▸ Your goal
Retype each line below precisely.

Stored data:
──────────────────────────────

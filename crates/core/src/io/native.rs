//! Native GeoTIFF reading/writing
//!
//! Uses the `tiff` crate for single-band TIFF I/O with the GeoTIFF
//! georeferencing tags (ModelPixelScale + ModelTiepoint). This is the
//! raster source for band files that have been converted out of JP2000.

use crate::error::{Error, Result};
use crate::raster::{GeoTransform, Raster, RasterElement};
use std::fs::File;
use std::path::Path;
use tiff::decoder::{Decoder, DecodingResult};
use tiff::encoder::colortype::Gray32Float;
use tiff::encoder::TiffEncoder;
use tiff::tags::Tag;

const MODEL_PIXEL_SCALE_TAG: u16 = 33550;
const MODEL_TIEPOINT_TAG: u16 = 33922;

/// Read a single-band GeoTIFF file into a Raster.
///
/// Any integer or float sample format is accepted and cast to `T`;
/// values that do not fit become `T`'s default no-data.
pub fn read_geotiff<T, P>(path: P) -> Result<Raster<T>>
where
    T: RasterElement,
    P: AsRef<Path>,
{
    let file = File::open(path.as_ref())?;
    let mut decoder = Decoder::new(file)
        .map_err(|e| Error::Other(format!("TIFF decode error: {}", e)))?;

    let (width, height) = decoder
        .dimensions()
        .map_err(|e| Error::Other(format!("Cannot read dimensions: {}", e)))?;

    let rows = height as usize;
    let cols = width as usize;

    let result = decoder
        .read_image()
        .map_err(|e| Error::Other(format!("Cannot read image data: {}", e)))?;

    let data: Vec<T> = match result {
        DecodingResult::U8(buf) => cast_buffer(&buf),
        DecodingResult::U16(buf) => cast_buffer(&buf),
        DecodingResult::U32(buf) => cast_buffer(&buf),
        DecodingResult::I8(buf) => cast_buffer(&buf),
        DecodingResult::I16(buf) => cast_buffer(&buf),
        DecodingResult::I32(buf) => cast_buffer(&buf),
        DecodingResult::F32(buf) => cast_buffer(&buf),
        DecodingResult::F64(buf) => cast_buffer(&buf),
        _ => {
            return Err(Error::UnsupportedDataType(
                "Unsupported TIFF pixel format".to_string(),
            ))
        }
    };

    if data.len() != rows * cols {
        return Err(Error::InvalidDimensions {
            width: cols,
            height: rows,
        });
    }

    let mut raster = Raster::from_vec(data, rows, cols)?;

    if let Ok(transform) = read_geotransform(&mut decoder) {
        raster.set_transform(transform);
    }

    Ok(raster)
}

fn cast_buffer<S, T>(buf: &[S]) -> Vec<T>
where
    S: Copy + num_traits::NumCast,
    T: RasterElement,
{
    buf.iter()
        .map(|&v| num_traits::cast(v).unwrap_or(T::default_nodata()))
        .collect()
}

/// Attempt to read a GeoTransform from the GeoTIFF tags
fn read_geotransform<R: std::io::Read + std::io::Seek>(
    decoder: &mut Decoder<R>,
) -> Result<GeoTransform> {
    let scale = decoder
        .get_tag_f64_vec(Tag::ModelPixelScaleTag)
        .map_err(|_| Error::Other("No pixel scale tag".into()))?;

    let tiepoint = decoder
        .get_tag_f64_vec(Tag::ModelTiepointTag)
        .map_err(|_| Error::Other("No tiepoint tag".into()))?;

    if scale.len() >= 2 && tiepoint.len() >= 6 {
        // tiepoint: [I, J, K, X, Y, Z], scale: [ScaleX, ScaleY, ScaleZ]
        let origin_x = tiepoint[3] - tiepoint[0] * scale[0];
        let origin_y = tiepoint[4] + tiepoint[1] * scale[1];
        let pixel_width = scale[0];
        let pixel_height = -scale[1]; // Negative for north-up

        return Ok(GeoTransform::new(origin_x, origin_y, pixel_width, pixel_height));
    }

    Err(Error::Other("Cannot determine geotransform".into()))
}

/// Write a Raster to a GeoTIFF file as 32-bit float grayscale.
pub fn write_geotiff<T, P>(raster: &Raster<T>, path: P) -> Result<()>
where
    T: RasterElement,
    P: AsRef<Path>,
{
    let file = File::create(path.as_ref())?;
    let mut encoder = TiffEncoder::new(file)
        .map_err(|e| Error::Other(format!("TIFF encoder error: {}", e)))?;

    let (rows, cols) = raster.shape();

    let data: Vec<f32> = raster
        .data()
        .iter()
        .map(|&v| num_traits::cast(v).unwrap_or(f32::NAN))
        .collect();

    let mut image = encoder
        .new_image::<Gray32Float>(cols as u32, rows as u32)
        .map_err(|e| Error::Other(format!("Cannot create TIFF image: {}", e)))?;

    let gt = raster.transform();

    let scale = vec![gt.pixel_width, gt.pixel_height.abs(), 0.0];
    image
        .encoder()
        .write_tag(Tag::Unknown(MODEL_PIXEL_SCALE_TAG), scale.as_slice())
        .map_err(|e| Error::Other(format!("Cannot write scale tag: {}", e)))?;

    let tiepoint = vec![0.0, 0.0, 0.0, gt.origin_x, gt.origin_y, 0.0];
    image
        .encoder()
        .write_tag(Tag::Unknown(MODEL_TIEPOINT_TAG), tiepoint.as_slice())
        .map_err(|e| Error::Other(format!("Cannot write tiepoint tag: {}", e)))?;

    image
        .write_data(&data)
        .map_err(|e| Error::Other(format!("Cannot write image data: {}", e)))?;

    Ok(())
}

──────────────────────────────

▸ Response
filename crates/core/src/io/native.rs
//! Native GeoTIFF reading/writing
//!
//! Uses the `tiff` crate for single-band TIFF I/O with the GeoTIFF
//! georeferencing tags (ModelPixelScale + ModelTiepoint). This is the
//! raster source for band files that have been converted out of JP2000.

use crate::error::{Error, Result};
use crate::raster::{GeoTransform, Raster, RasterElement};
use std::fs::File;
use std::path::Path;
use tiff::decoder::{Decoder, DecodingResult};
use tiff::encoder::colortype::Gray32Float;
use tiff::encoder::TiffEncoder;
use tiff::tags::Tag;

const MODEL_PIXEL_SCALE_TAG: u16 = 33550;
const MODEL_TIEPOINT_TAG: u16 = 33922;

/// Read a single-band GeoTIFF file into a Raster.
///
/// Any integer or float sample format is accepted and cast to `T`;
/// values that do not fit become `T`'s default no-data.
pub fn read_geotiff<T, P>(path: P) -> Result<Raster<T>>
where
    T: RasterElement,
    P: AsRef<Path>,
{
    let file = File::open(path.as_ref())?;
    let mut decoder = Decoder::new(file)
        .map_err(|e| Error::Other(format!("TIFF decode error: {}", e)))?;

    let (width, height) = decoder
        .dimensions()
        .map_err(|e| Error::Other(format!("Cannot read dimensions: {}", e)))?;

    let rows = height as usize;
    let cols = width as usize;

    let result = decoder
        .read_image()
        .map_err(|e| Error::Other(format!("Cannot read image data: {}", e)))?;

    let data: Vec<T> = match result {
        DecodingResult::U8(buf) => cast_buffer(&buf),
        DecodingResult::U16(buf) => cast_buffer(&buf),
        DecodingResult::U32(buf) => cast_buffer(&buf),
        DecodingResult::I8(buf) => cast_buffer(&buf),
        DecodingResult::I16(buf) => cast_buffer(&buf),
        DecodingResult::I32(buf) => cast_buffer(&buf),
        DecodingResult::F32(buf) => cast_buffer(&buf),
        DecodingResult::F64(buf) => cast_buffer(&buf),
        _ => {
            return Err(Error::UnsupportedDataType(
                "Unsupported TIFF pixel format".to_string(),
            ))
        }
    };

    if data.len() != rows * cols {
        return Err(Error::InvalidDimensions {
            width: cols,
            height: rows,
        });
    }

    let mut raster = Raster::from_vec(data, rows, cols)?;

    if let Ok(transform) = read_geotransform(&mut decoder) {
        raster.set_transform(transform);
    }

    Ok(raster)
}

fn cast_buffer<S, T>(buf: &[S]) -> Vec<T>
where
    S: Copy + num_traits::NumCast,
    T: RasterElement,
{
    buf.iter()
        .map(|&v| num_traits::cast(v).unwrap_or(T::default_nodata()))
        .collect()
}

/// Attempt to read a GeoTransform from the GeoTIFF tags
fn read_geotransform<R: std::io::Read + std::io::Seek>(
    decoder: &mut Decoder<R>,
) -> Result<GeoTransform> {
    let scale = decoder
        .get_tag_f64_vec(Tag::ModelPixelScaleTag)
        .map_err(|_| Error::Other("No pixel scale tag".into()))?;

    let tiepoint = decoder
        .get_tag_f64_vec(Tag::ModelTiepointTag)
        .map_err(|_| Error::Other("No tiepoint tag".into()))?;

    if scale.len() >= 2 && tiepoint.len() >= 6 {
        // tiepoint: [I, J, K, X, Y, Z], scale: [ScaleX, ScaleY, ScaleZ]
        let origin_x = tiepoint[3] - tiepoint[0] * scale[0];
        let origin_y = tiepoint[4] + tiepoint[1] * scale[1];
        let pixel_width = scale[0];
        let pixel_height = -scale[1]; // Negative for north-up

        return Ok(GeoTransform::new(origin_x, origin_y, pixel_width, pixel_height));
    }

    Err(Error::Other("Cannot determine geotransform".into()))
}

/// Write a Raster to a GeoTIFF file as 32-bit float grayscale.
pub fn write_geotiff<T, P>(raster: &Raster<T>, path: P) -> Result<()>
where
    T: RasterElement,
    P: AsRef<Path>,
{
    let file = File::create(path.as_ref())?;
    let mut encoder = TiffEncoder::new(file)
        .map_err(|e| Error::Other(format!("TIFF encoder error: {}", e)))?;

    let (rows, cols) = raster.shape();

    let data: Vec<f32> = raster
        .data()
        .iter()
        .map(|&v| num_traits::cast(v).unwrap_or(f32::NAN))
        .collect();

    let mut image = encoder
        .new_image::<Gray32Float>(cols as u32, rows as u32)
        .map_err(|e| Error::Other(format!("Cannot create TIFF image: {}", e)))?;

    let gt = raster.transform();

    let scale = vec![gt.pixel_width, gt.pixel_height.abs(), 0.0];
    image
        .encoder()
        .write_tag(Tag::Unknown(MODEL_PIXEL_SCALE_TAG), scale.as_slice())
        .map_err(|e| Error::Other(format!("Cannot write scale tag: {}", e)))?;

    let tiepoint = vec![0.0, 0.0, 0.0, gt.origin_x, gt.origin_y, 0.0];
    image
        .encoder()
        .write_tag(Tag::Unknown(MODEL_TIEPOINT_TAG), tiepoint.as_slice())
        .map_err(|e| Error::Other(format!("Cannot write tiepoint tag: {}", e)))?;

    image
        .write_data(&data)
        .map_err(|e| Error::Other(format!("Cannot write image data: {}", e)))?;

    Ok(())
}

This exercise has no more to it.